Outra relevante instituição de proteção e acolhida dos refugiados, a Cáritas Arquidiocesana de São Paulo divulgou o número de atendimentos a venezuelanos com coronavírus em sua unidade, os quais representam cerca de 52% dos atendimentos realizados entre janeiro e junho de 2020. Logo após, estão refugiados do Congo com 7% dos atendimentos, Síria com 6% e Colômbia com 6%. Crianças e menores de 18 anos compõem 31% dos atendimentos de venezuelanos. Com base nos pontos levantados, percebe-se que há muitos problemas e poucas atitudes concretas para proteção dos direitos dos refugiados em meio à pandemia. Por mais que a legislação no Brasil – de acordo com os tratados e convenções internacionais sobre direitos humanos – seja positiva aos refugiados, não há atitudes efetivas, por parte dos governos na elaboração de políticas públicas, para efetivação desses direitos, tratando as leis como se estas não passassem de meras recomendações. A grande mídia pouco fala do assunto, e – não à toa – as informações coletadas para a elaboração do presente artigo são, em sua imensa maioria, decorrentes de pesquisas e outros textos elaborados por colegas que atuam diretamente com a proteção dos direitos humanos dos refugiados.

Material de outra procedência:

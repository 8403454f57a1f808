//! Search tree traversal
//!
//! The tree is a flat array of `node_count` nodes at the start of the file. Each
//! node holds two records, one per address bit value. A record is one of:
//! - another node index (`< node_count`), continue walking
//! - exactly `node_count`, no network covers the address
//! - a data pointer (`> node_count`), the matched network's value
//!
//! Record layouts:
//! - 24 bits: `[left 3 bytes][right 3 bytes]`
//! - 28 bits: `[left 3 bytes][middle][right 3 bytes]`, high nibble of the middle
//!   byte extends the left record, low nibble the right record
//! - 32 bits: `[left 4 bytes][right 4 bytes]`, read unsigned

use crate::buffer::Buffer;
use crate::error::{MmdbError, Result};
use zerocopy::byteorder::{BigEndian, U32};
use zerocopy::{FromBytes, Immutable, KnownLayout};

/// Size of the all-zero separator between the tree and the data section
pub const DATA_SECTION_SEPARATOR_SIZE: u64 = 16;

/// Depth of the IPv4 subtree inside an IPv6 tree (`::0.0.0.0/96`)
const IPV4_IN_IPV6_DEPTH: usize = 96;

/// Record size in bits
#[derive(Debug, Clone, Copy, PartialEq, Eq)]
pub enum RecordSize {
    /// 24-bit records (3 bytes per record, 6 bytes per node)
    Bits24 = 24,
    /// 28-bit records (3.5 bytes per record, 7 bytes per node)
    Bits28 = 28,
    /// 32-bit records (4 bytes per record, 8 bytes per node)
    Bits32 = 32,
}

impl RecordSize {
    /// Get the size of a node (2 records) in bytes
    pub fn node_bytes(self) -> u64 {
        match self {
            RecordSize::Bits24 => 6,
            RecordSize::Bits28 => 7,
            RecordSize::Bits32 => 8,
        }
    }

    /// Create from bit size
    pub fn from_bits(bits: u16) -> Result<Self> {
        match bits {
            24 => Ok(RecordSize::Bits24),
            28 => Ok(RecordSize::Bits28),
            32 => Ok(RecordSize::Bits32),
            _ => Err(MmdbError::invalid_database(format!(
                "Unknown record size: {} bits",
                bits
            ))),
        }
    }
}

/// On-disk layout of a node with 32-bit records
#[derive(FromBytes, Immutable, KnownLayout)]
#[repr(C)]
struct Node32 {
    left: U32<BigEndian>,
    right: U32<BigEndian>,
}

/// A successful walk: where the value lives and how many bits matched
#[derive(Debug, Clone, Copy, PartialEq, Eq)]
pub struct TreeMatch {
    /// Absolute offset of the value in the file
    pub offset: u64,
    /// Number of address bits consumed before reaching the data pointer
    pub depth: usize,
}

/// Shape of the search tree, read from the metadata
#[derive(Debug, Clone, Copy)]
pub struct SearchTree {
    node_count: u64,
    record_size: RecordSize,
}

impl SearchTree {
    /// Create a tree description
    pub fn new(node_count: u32, record_size: RecordSize) -> Self {
        Self {
            node_count: node_count as u64,
            record_size,
        }
    }

    /// Number of nodes
    pub fn node_count(&self) -> u64 {
        self.node_count
    }

    /// Record width
    pub fn record_size(&self) -> RecordSize {
        self.record_size
    }

    /// Size of the node array in bytes
    pub fn size(&self) -> u64 {
        self.node_count * self.record_size.node_bytes()
    }

    /// Read the record of `node` selected by `bit` (0 = left, 1 = right)
    pub fn read_node(&self, buffer: &Buffer, node: u64, bit: u8) -> Result<u64> {
        let node_bytes = self.record_size.node_bytes();
        let bytes = buffer.read(node * node_bytes, node_bytes)?;

        let record = match self.record_size {
            RecordSize::Bits24 => {
                let r = if bit == 0 { &bytes[0..3] } else { &bytes[3..6] };
                u32::from_be_bytes([0, r[0], r[1], r[2]])
            }
            RecordSize::Bits28 => {
                let (high, r) = if bit == 0 {
                    (bytes[3] >> 4, &bytes[0..3])
                } else {
                    (bytes[3] & 0x0F, &bytes[4..7])
                };
                u32::from_be_bytes([high, r[0], r[1], r[2]])
            }
            RecordSize::Bits32 => {
                let (pair, _) = Node32::read_from_prefix(bytes).map_err(|_| {
                    MmdbError::corrupt_tree(format!("node {} is truncated", node))
                })?;
                if bit == 0 {
                    pair.left.get()
                } else {
                    pair.right.get()
                }
            }
        };

        Ok(record as u64)
    }

    /// Node reached by following 96 zero bits from the root.
    ///
    /// Stops early if the path leaves the node array; the returned value is then
    /// a record rather than a node index and the caller's walk ends immediately.
    pub fn ipv4_start(&self, buffer: &Buffer) -> Result<u64> {
        let mut node = 0u64;
        let mut depth = 0;
        while depth < IPV4_IN_IPV6_DEPTH && node < self.node_count {
            node = self.read_node(buffer, node, 0)?;
            depth += 1;
        }
        tracing::trace!(node, depth, "computed IPv4 start node");
        Ok(node)
    }

    /// Walk the address bits (most significant first) starting at `start`.
    ///
    /// Returns `None` when no network covers the address.
    pub fn walk(&self, buffer: &Buffer, address: &[u8], start: u64) -> Result<Option<TreeMatch>> {
        let bit_count = address.len() * 8;
        let mut node = start;
        let mut depth = 0;

        while depth < bit_count && node < self.node_count {
            let bit = (address[depth / 8] >> (7 - depth % 8)) & 1;
            node = self.read_node(buffer, node, bit)?;
            depth += 1;
        }

        if node == self.node_count {
            Ok(None)
        } else if node > self.node_count {
            let offset = self.resolve_data_pointer(buffer, node)?;
            Ok(Some(TreeMatch { offset, depth }))
        } else {
            Err(MmdbError::corrupt_tree(format!(
                "walk ended on node {} after {} bits",
                node, depth
            )))
        }
    }

    /// Absolute file offset of the value a data record points to
    pub fn resolve_data_pointer(&self, buffer: &Buffer, record: u64) -> Result<u64> {
        let Some(relative) = record.checked_sub(self.node_count).filter(|&r| r > 0) else {
            return Err(MmdbError::corrupt_tree(format!(
                "record {} is not a data pointer",
                record
            )));
        };
        let offset = relative + self.size();
        if offset >= buffer.len() {
            return Err(MmdbError::corrupt_tree(format!(
                "pointer {} exceeds database ({} bytes)",
                offset,
                buffer.len()
            )));
        }
        Ok(offset)
    }
}
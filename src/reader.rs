//! Database reader
//!
//! [`Reader`] ties the pieces together: it owns the [`Buffer`], the bound
//! [`Metadata`] and the optional record cache, and answers lookups by walking
//! the search tree and decoding the value the matched network points to.
//!
//! A `Reader` is immutable after construction apart from two pieces of
//! write-once state (the IPv4 start node and the record cache), both safe for
//! concurrent use. Share one instance across threads with `Arc<Reader>`.

use crate::binding::{bind, Injectables, Record};
use crate::buffer::{Buffer, FileAccessMode};
use crate::cache::{CacheKey, DecodeCache};
use crate::config::ReaderOptions;
use crate::data_section::Decoder;
use crate::error::{MmdbError, Result};
use crate::metadata::Metadata;
use crate::tree::{SearchTree, TreeMatch};
use crate::value::DataValue;
use std::io::Read;
use std::net::{IpAddr, Ipv4Addr, Ipv6Addr};
use std::path::Path;
use std::sync::{Arc, OnceLock};

/// Result of an IP lookup
#[derive(Debug, Clone, PartialEq)]
pub struct LookupResult {
    /// The data associated with the matched network
    pub data: DataValue,
    /// Prefix length of the matched network, in the queried address family
    pub prefix_len: u8,
    /// Absolute offset of the value in the file
    pub offset: u64,
}

/// Read-only MaxMind DB reader
///
/// # Examples
///
/// ```no_run
/// use mmdb_lookup::Reader;
///
/// let reader = Reader::open("GeoLite2-City.mmdb")?;
///
/// if let Some(city) = reader.find("81.2.69.160")? {
///     println!("{}", city.to_json());
/// }
/// # Ok::<(), mmdb_lookup::MmdbError>(())
/// ```
pub struct Reader {
    buffer: Buffer,
    metadata: Metadata,
    tree: SearchTree,
    ipv4_start: OnceLock<u64>,
    cache: Option<DecodeCache>,
}

impl Reader {
    /// Open a database file with default options (memory-mapped, cache on)
    pub fn open<P: AsRef<Path>>(path: P) -> Result<Self> {
        Self::open_with_options(path, ReaderOptions::default())
    }

    /// Open a database file
    pub fn open_with_options<P: AsRef<Path>>(path: P, options: ReaderOptions) -> Result<Self> {
        let path = path.as_ref();
        tracing::debug!(path = %path.display(), mode = ?options.mode, "opening MaxMind DB");
        Self::from_buffer(Buffer::open(path, options.mode)?, options)
    }

    /// Create a reader over an in-memory copy of a database
    pub fn from_bytes(data: Vec<u8>) -> Result<Self> {
        let options = ReaderOptions::default().with_mode(FileAccessMode::Memory);
        Self::from_buffer(Buffer::from_bytes(data)?, options)
    }

    /// Create a reader from any stream, seekable or not
    ///
    /// The stream is read to the end. In `Mmap` mode it is spooled to an
    /// anonymous temporary file which is then mapped.
    pub fn from_reader<R: Read>(reader: R, options: ReaderOptions) -> Result<Self> {
        Self::from_buffer(Buffer::from_reader(reader, options.mode)?, options)
    }

    /// Create a reader over an existing buffer
    pub fn from_buffer(buffer: Buffer, options: ReaderOptions) -> Result<Self> {
        let (metadata, _) = Metadata::read(&buffer)?;
        let tree = SearchTree::new(metadata.node_count, metadata.record_size_bits()?);

        tracing::debug!(
            mode = ?buffer.mode(),
            size = buffer.len(),
            node_count = metadata.node_count,
            record_size = metadata.record_size,
            ip_version = metadata.ip_version,
            database_type = %metadata.database_type,
            "opened MaxMind DB"
        );

        let cache = (options.cache_capacity > 0).then(|| DecodeCache::new(options.cache_capacity));

        Ok(Self {
            buffer,
            metadata,
            tree,
            ipv4_start: OnceLock::new(),
            cache,
        })
    }

    /// Database metadata
    pub fn metadata(&self) -> &Metadata {
        &self.metadata
    }

    /// How the file contents are held
    pub fn mode(&self) -> FileAccessMode {
        self.buffer.mode()
    }

    /// Look up an address given as text
    ///
    /// # Errors
    ///
    /// Malformed text is rejected with [`MmdbError::InvalidInput`] before the
    /// file is touched.
    pub fn find(&self, address: &str) -> Result<Option<DataValue>> {
        let ip = address.trim().parse::<IpAddr>().map_err(|_| {
            MmdbError::invalid_input(format!(
                "The specified IP address was invalid: '{}'",
                address
            ))
        })?;
        self.find_ip(ip)
    }

    /// Look up an address
    pub fn find_ip(&self, ip: IpAddr) -> Result<Option<DataValue>> {
        Ok(self.lookup(ip)?.map(|result| result.data))
    }

    /// Look up a raw address of 4 (IPv4) or 16 (IPv6) bytes
    pub fn find_bytes(&self, address: &[u8]) -> Result<Option<DataValue>> {
        let ip = if let Ok(v4) = <[u8; 4]>::try_from(address) {
            IpAddr::V4(Ipv4Addr::from(v4))
        } else if let Ok(v6) = <[u8; 16]>::try_from(address) {
            IpAddr::V6(Ipv6Addr::from(v6))
        } else {
            return Err(MmdbError::invalid_input(format!(
                "An address must be 4 or 16 bytes, got {}",
                address.len()
            )));
        };
        self.find_ip(ip)
    }

    /// Look up an address, also reporting the matched prefix length and offset
    pub fn lookup(&self, ip: IpAddr) -> Result<Option<LookupResult>> {
        let Some(found) = self.find_record(ip)? else {
            return Ok(None);
        };
        let data = self.decode_at(found.offset)?;
        Ok(Some(LookupResult {
            data,
            prefix_len: found.depth as u8,
            offset: found.offset,
        }))
    }

    /// Look up an address and bind the value into `T`.
    ///
    /// Bound records are kept in the reader's cache, keyed by offset, the size
    /// field of the value's header and type, so repeated hits on the same
    /// network skip decoding. Building the key reads only the value's control
    /// header, never the whole record.
    pub fn find_as<T>(&self, ip: IpAddr) -> Result<Option<Arc<T>>>
    where
        T: Record + Send + Sync + 'static,
    {
        let Some(found) = self.find_record(ip)? else {
            return Ok(None);
        };
        let decoder = self.decoder();

        let Some(cache) = &self.cache else {
            let (value, _) = decoder.decode(found.offset)?;
            return bind::<T>(&value, None).map(|record| Some(Arc::new(record)));
        };

        let (_, size) = decoder.header(found.offset)?;
        let key = CacheKey::of::<T>(found.offset, size);
        if let Some(hit) = cache.get::<T>(&key) {
            return Ok(Some(hit));
        }

        let (value, _) = decoder.decode(found.offset)?;
        let record = Arc::new(bind::<T>(&value, None)?);
        cache.try_insert(key, Arc::clone(&record));
        Ok(Some(record))
    }

    /// Look up an address and bind the value into `T`, overriding fields from
    /// `injectables`. These results are never cached.
    pub fn find_as_with<T: Record>(&self, ip: IpAddr, injectables: &Injectables) -> Result<Option<T>> {
        let Some(found) = self.find_record(ip)? else {
            return Ok(None);
        };
        let value = self.decode_at(found.offset)?;
        bind(&value, Some(injectables)).map(Some)
    }

    /// Decode the data section value at an absolute file offset
    pub fn decode_at(&self, offset: u64) -> Result<DataValue> {
        self.decoder().decode(offset).map(|(value, _)| value)
    }

    fn decoder(&self) -> Decoder<'_> {
        Decoder::new(&self.buffer, self.metadata.data_section_start())
    }

    fn find_record(&self, ip: IpAddr) -> Result<Option<TreeMatch>> {
        match ip {
            IpAddr::V4(addr) => {
                let start = if self.metadata.ip_version == 6 {
                    self.ipv4_start()?
                } else {
                    0
                };
                self.tree.walk(&self.buffer, &addr.octets(), start)
            }
            IpAddr::V6(addr) => {
                if self.metadata.ip_version == 4 {
                    return Err(MmdbError::invalid_input(format!(
                        "Error looking up {}. You attempted to look up an IPv6 address in an IPv4-only database",
                        addr
                    )));
                }
                self.tree.walk(&self.buffer, &addr.octets(), 0)
            }
        }
    }

    fn ipv4_start(&self) -> Result<u64> {
        if let Some(&node) = self.ipv4_start.get() {
            return Ok(node);
        }
        let node = self.tree.ipv4_start(&self.buffer)?;
        Ok(*self.ipv4_start.get_or_init(|| node))
    }
}

impl std::fmt::Debug for Reader {
    fn fmt(&self, f: &mut std::fmt::Formatter<'_>) -> std::fmt::Result {
        f.debug_struct("Reader")
            .field("buffer", &self.buffer)
            .field("database_type", &self.metadata.database_type)
            .field("ip_version", &self.metadata.ip_version)
            .field("cache", &self.cache)
            .finish()
    }
}
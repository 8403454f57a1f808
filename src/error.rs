//! Error types for the mmdb-lookup library

use thiserror::Error;

/// Result type alias for database operations
pub type Result<T> = std::result::Result<T, MmdbError>;

/// Main error type for database operations
///
/// Every structural problem with the file surfaces as [`MmdbError::InvalidDatabase`];
/// the file will not become valid by retrying, so callers should treat it as fatal
/// for the operation in flight.
#[derive(Debug, Error)]
pub enum MmdbError {
    /// The file violates the on-disk format (bad offsets, bad encodings,
    /// missing metadata, corrupt search tree, ...)
    #[error("{0}")]
    InvalidDatabase(String),

    /// The caller supplied an address that cannot be looked up
    #[error("Invalid input: {0}")]
    InvalidInput(String),

    /// A record's `from_fields` asked for a field missing from its own field
    /// table. This is a bug in the record type, not in the file.
    #[error("Field '{0}' is not declared in the record's field table")]
    UndeclaredField(String),

    /// Opening, reading, or mapping the source failed
    #[error("I/O error: {0}")]
    Io(#[from] std::io::Error),
}

impl MmdbError {
    /// Generic invalid-database error with a free-form message
    pub fn invalid_database(msg: impl Into<String>) -> Self {
        MmdbError::InvalidDatabase(msg.into())
    }

    /// Corruption found while decoding the data section
    pub fn bad_data(detail: impl std::fmt::Display) -> Self {
        MmdbError::InvalidDatabase(format!(
            "The MaxMind DB file's data section contains bad data: {}",
            detail
        ))
    }

    /// Corruption found while walking the search tree
    pub fn corrupt_tree(detail: impl std::fmt::Display) -> Self {
        MmdbError::InvalidDatabase(format!(
            "The MaxMind DB file's search tree is corrupt: {}",
            detail
        ))
    }

    /// Malformed lookup input
    pub fn invalid_input(msg: impl Into<String>) -> Self {
        MmdbError::InvalidInput(msg.into())
    }

    /// True for every variant that describes a broken file
    pub fn is_invalid_database(&self) -> bool {
        matches!(self, MmdbError::InvalidDatabase(_))
    }
}
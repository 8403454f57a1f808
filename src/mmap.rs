//! Memory-mapped database files.
//!
//! A [`MappedFile`] is a read-only view over the OS page cache. Opening the same
//! file (same canonical path, length and modification time) twice in one process
//! hands back the same mapping instead of creating a second one.
//!
//! # Shared mapping registry
//!
//! The registry is explicit process-wide state: a table of weak references keyed
//! by file identity, guarded by one mutex. The mutex is held only while a mapping
//! is being created or looked up in [`MappedFile::open`]; reads through an
//! existing mapping never touch it. Entries whose mappings have been dropped are
//! pruned on the next open. [`MappedFile::release_registry`] clears the table;
//! mappings that are still in use stay valid because each reader holds its own
//! strong reference.
//!
//! # Example
//!
//! ```no_run
//! use mmdb_lookup::mmap::MappedFile;
//!
//! let mapped = MappedFile::open("GeoLite2-City.mmdb")?;
//! println!("Size: {} bytes", mapped.len());
//! # Ok::<(), mmdb_lookup::MmdbError>(())
//! ```

use crate::error::{MmdbError, Result};
use memmap2::Mmap;
use std::collections::HashMap;
use std::fmt;
use std::fs::{self, File};
use std::io::{self, Read, Write};
use std::path::{Path, PathBuf};
use std::sync::{Arc, Mutex, OnceLock, PoisonError, Weak};
use std::time::SystemTime;

/// Identity of one version of a file on disk
#[derive(Debug, Clone, PartialEq, Eq, Hash)]
struct MapKey {
    path: PathBuf,
    len: u64,
    modified: Option<SystemTime>,
}

type Registry = Mutex<HashMap<MapKey, Weak<Mmap>>>;

static REGISTRY: OnceLock<Registry> = OnceLock::new();

fn registry() -> &'static Registry {
    REGISTRY.get_or_init(|| Mutex::new(HashMap::new()))
}

/// A read-only memory mapping of a database file.
///
/// `MappedFile` is `Send + Sync`: the mapping is immutable and every access goes
/// through a shared slice, so any number of threads may read it concurrently.
pub struct MappedFile {
    mmap: Arc<Mmap>,
    /// Keeps an anonymous spool file alive for mappings created from a stream
    _spool: Option<File>,
}

impl MappedFile {
    /// Open and memory-map a database file.
    ///
    /// # Errors
    ///
    /// Returns an error if the file cannot be opened or mapped, or if it is empty.
    pub fn open<P: AsRef<Path>>(path: P) -> Result<Self> {
        let path = path.as_ref();
        let file = File::open(path)?;
        let meta = file.metadata()?;
        if meta.len() == 0 {
            return Err(MmdbError::invalid_database(format!(
                "{} is empty and is not a valid MaxMind DB file",
                path.display()
            )));
        }

        let key = MapKey {
            path: fs::canonicalize(path)?,
            len: meta.len(),
            modified: meta.modified().ok(),
        };

        let mut table = registry().lock().unwrap_or_else(PoisonError::into_inner);
        table.retain(|_, weak| weak.strong_count() > 0);

        if let Some(existing) = table.get(&key).and_then(Weak::upgrade) {
            tracing::debug!(path = %key.path.display(), len = key.len, "reusing shared mapping");
            return Ok(MappedFile {
                mmap: existing,
                _spool: None,
            });
        }

        // SAFETY: the mapping is read-only. Database files are replaced by
        // writing a new file and renaming it, never modified in place.
        let mmap = Arc::new(unsafe { Mmap::map(&file)? });
        table.insert(key.clone(), Arc::downgrade(&mmap));
        tracing::debug!(path = %key.path.display(), len = key.len, "created mapping");

        Ok(MappedFile { mmap, _spool: None })
    }

    /// Map the contents of an arbitrary (possibly non-seekable) reader.
    ///
    /// The stream is copied into an anonymous temporary file which is then mapped.
    /// Spooled mappings are private to the returned value and never registered.
    pub fn from_reader<R: Read>(mut reader: R) -> Result<Self> {
        let mut spool = tempfile::tempfile()?;
        let copied = io::copy(&mut reader, &mut spool)?;
        if copied == 0 {
            return Err(MmdbError::invalid_database(
                "The source stream is empty and is not a valid MaxMind DB file",
            ));
        }
        spool.flush()?;
        tracing::debug!(bytes = copied, "spooled stream to temporary file");

        // SAFETY: the spool file is anonymous and owned by this value; nothing
        // else can write to it once the copy is done.
        let mmap = unsafe { Mmap::map(&spool)? };

        Ok(MappedFile {
            mmap: Arc::new(mmap),
            _spool: Some(spool),
        })
    }

    /// Size of the mapped region in bytes
    pub fn len(&self) -> usize {
        self.mmap.len()
    }

    /// Always false; empty files are rejected at construction
    pub fn is_empty(&self) -> bool {
        self.mmap.is_empty()
    }

    /// The whole mapped region
    pub fn as_slice(&self) -> &[u8] {
        &self.mmap[..]
    }

    /// True when both values are views of the same OS mapping
    pub fn shares_mapping_with(&self, other: &MappedFile) -> bool {
        Arc::ptr_eq(&self.mmap, &other.mmap)
    }

    /// Drop every registry entry.
    ///
    /// Subsequent opens create fresh mappings. Existing `MappedFile` values are
    /// unaffected.
    pub fn release_registry() {
        if let Some(table) = REGISTRY.get() {
            table.lock().unwrap_or_else(PoisonError::into_inner).clear();
        }
    }
}

impl fmt::Debug for MappedFile {
    fn fmt(&self, f: &mut fmt::Formatter<'_>) -> fmt::Result {
        f.debug_struct("MappedFile")
            .field("size", &self.len())
            .field("spooled", &self._spool.is_some())
            .finish()
    }
}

De forma semelhante, enquanto há verdadeiro silêncio por parte das autoridades competentes sobre o tema, guardando as leis e os direitos dos refugiados na gaveta, tem sido grupos civis e religiosos os verdadeiros representantes do povo brasileiro na acolhida das pessoas em situação de refúgio, atuando em uma verdadeira rede de proteção e de solidariedade, conceito esse que é dos mais primitivos e essenciais na história humana, mas que não pode andar sozinho: necessita de atuação do Estado, que tem o poder-dever de direcionar os recursos financeiros e de pessoal qualificado para cuidar do grave problema. Enquanto isso não ocorre, é fundamental que participemos ativamente dessa luta, seja mediante a doação de mantimentos, seja pela divulgação de campanhas de solidariedade, seja pela cobrança das autoridades. O que estiver no alcance de cada um, buscando assegurar a proteção da dignidade da pessoa humana, que deve ser garantida aos brasileiros e aos estrangeiros residentes no País.
Afinal, quem tem fome, tem pressa, e não pode esperar. A fome é perversa e não dá “pra” negar. Só a corrente da dignidade pode mudar essa realidade e dar um fim nessa situação. Pergunte “pro” teu coração que ele vai te responder como faz bem fazer o bem e ver o bem prevalecer.